We're All In this Together     Since 2008, and the start of the Obama regime, poor and working people have faced battle after battle, and attack after attack. The Left continues to tell us to 'stay the course,' and simply 'pressure the President to do his job right!' However, he's been serving his real masters far too well. Millions are now homeless. Millions more unemployed and without income. Services and benefits have been cut, and many are now faced with being taken off unemployment. Meanwhile, Wall Street is making trillions. The system isn't broke. It's working, far, far, too well.    

Still, we have made steps forward. Starting with the heroic actions of the Chicago Windows and Doors workers, to wildcat strikers in NJ, from student occupations in Santa Cruz, to occupied foreclosed homes in Stockton. From anti-police riots in Oakland, to anti-Nazi and pro-immigrant riots in Phoenix - we are growing stronger as a class. We are coming to see ourselves as a we, again. It really is us vs them. Let us look over these events and start to feel good about at least some of our actions. We can get organized. We can fight back against capitalism and it's governments. We can organize in our neighborhoods and better our conditions day in and day out, fighting bosses, landlords, and brutal police. We can also engage in struggles that transform space and create a way for people to come together and relate to one another in new and revolutionary ways. We can burn banks, loot stores, fight police, occupy buildings, all while being denounced by every union bureaucrat, middle class activist leader, and head of a non-profit that is paid to tell us what we are doing is hurting "the movement" - and grow more powerful while doing it. We've seen decades of sign waving and asking those in power to stop killing and exploiting us. It's done nothing. Now it's time to fight back on our terms.
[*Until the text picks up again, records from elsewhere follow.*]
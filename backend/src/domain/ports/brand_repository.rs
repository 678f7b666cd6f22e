//! Port abstraction for brand persistence adapters and their errors.

use async_trait::async_trait;

use crate::domain::{Brand, BrandDraft};

/// Persistence errors raised by brand repository adapters.
#[derive(Debug, Clone, PartialEq, Eq, thiserror::Error)]
pub enum BrandPersistenceError {
    /// Repository connection could not be established.
    #[error("brand repository connection failed: {message}")]
    Connection { message: String },
    /// Query or mutation failed during execution.
    #[error("brand repository query failed: {message}")]
    Query { message: String },
}

impl BrandPersistenceError {
    /// Create a connection error with the given message.
    pub fn connection(message: impl Into<String>) -> Self {
        Self::Connection {
            message: message.into(),
        }
    }

    /// Create a query error with the given message.
    pub fn query(message: impl Into<String>) -> Self {
        Self::Query {
            message: message.into(),
        }
    }
}

/// Driven port for brand storage.
///
/// Brands are shared reference data: no per-user scoping applies.
#[async_trait]
pub trait BrandRepository: Send + Sync {
    /// All brands ordered by identifier, ascending.
    async fn list(&self) -> Result<Vec<Brand>, BrandPersistenceError>;

    /// Fetch a brand by identifier.
    async fn find(&self, id: i32) -> Result<Option<Brand>, BrandPersistenceError>;

    /// Persist a new brand and return it with its assigned identifier.
    async fn insert(&self, draft: &BrandDraft) -> Result<Brand, BrandPersistenceError>;

    /// Replace an existing brand; `None` when the id is unknown.
    async fn update(
        &self,
        id: i32,
        draft: &BrandDraft,
    ) -> Result<Option<Brand>, BrandPersistenceError>;

    /// Delete a brand and, in the same transaction, every vehicle that
    /// references it. Returns whether the brand existed.
    async fn delete(&self, id: i32) -> Result<bool, BrandPersistenceError>;
}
On our conditions. And fight for our lives. It is important that we feel good about so much of what has happened in the last two years - that we draw some confidence from our actions and our ability to organize and fight back. We'll need this confidence, and to take away from it some lessons learned so in the coming years we can start to win. And keep on winning.          

These actions need to be just the start. What if more workers facing layoffs occupied their buildings? What if high school kids threated with school closures and bigger classroom sizes occupied their schools along with the college kids? What if unemployed workers started organizing mass lootings of Wal-Marts and Save-Marts when the checks stopped coming? What if field workers occupied their fields and declared them free communes? What if doctors and nurses occupied the hospitals and declared free health care for all? What if workers saw through the empty rhetoric of all the unions and launched general strikes across all industries? What if every neighborhood refused to let the police evict anyone and simply stopped paying rent? What if everyone feed up with the police simply drove them out and dealt with problems themselves? We aren't in this alone. There are millions of working people across the world already involved in the fight. Students in the UK call to us from the tops of smashed up police cars. Campesinos in Chiapas cry out to us with guns in hand. Immigrants in Greece salute us while throwing molotovs during running battles with the police. Factory workers in South Korea give us raised fist salutes while in the middle of an occupation. It is time for us to create the world that fits our needs and desires - and not continue one second further one that exploits and makes us miserable. We are the crisis now. For we are the ones that can destroy capitalism once and for all. Let the world know...    

THE PROLETARIAT IS SOMETHING THAT THE RICH CAN ONLY KNOW THROUGH FEAR.

THE MIDDLE CLASS CAN ONLY SEEK TO MANAGE. 

AND THE WORKING CLASS CAN ONLY BECOME THROUGH LOVE AND REVOLUTIONARY STRUGGLE.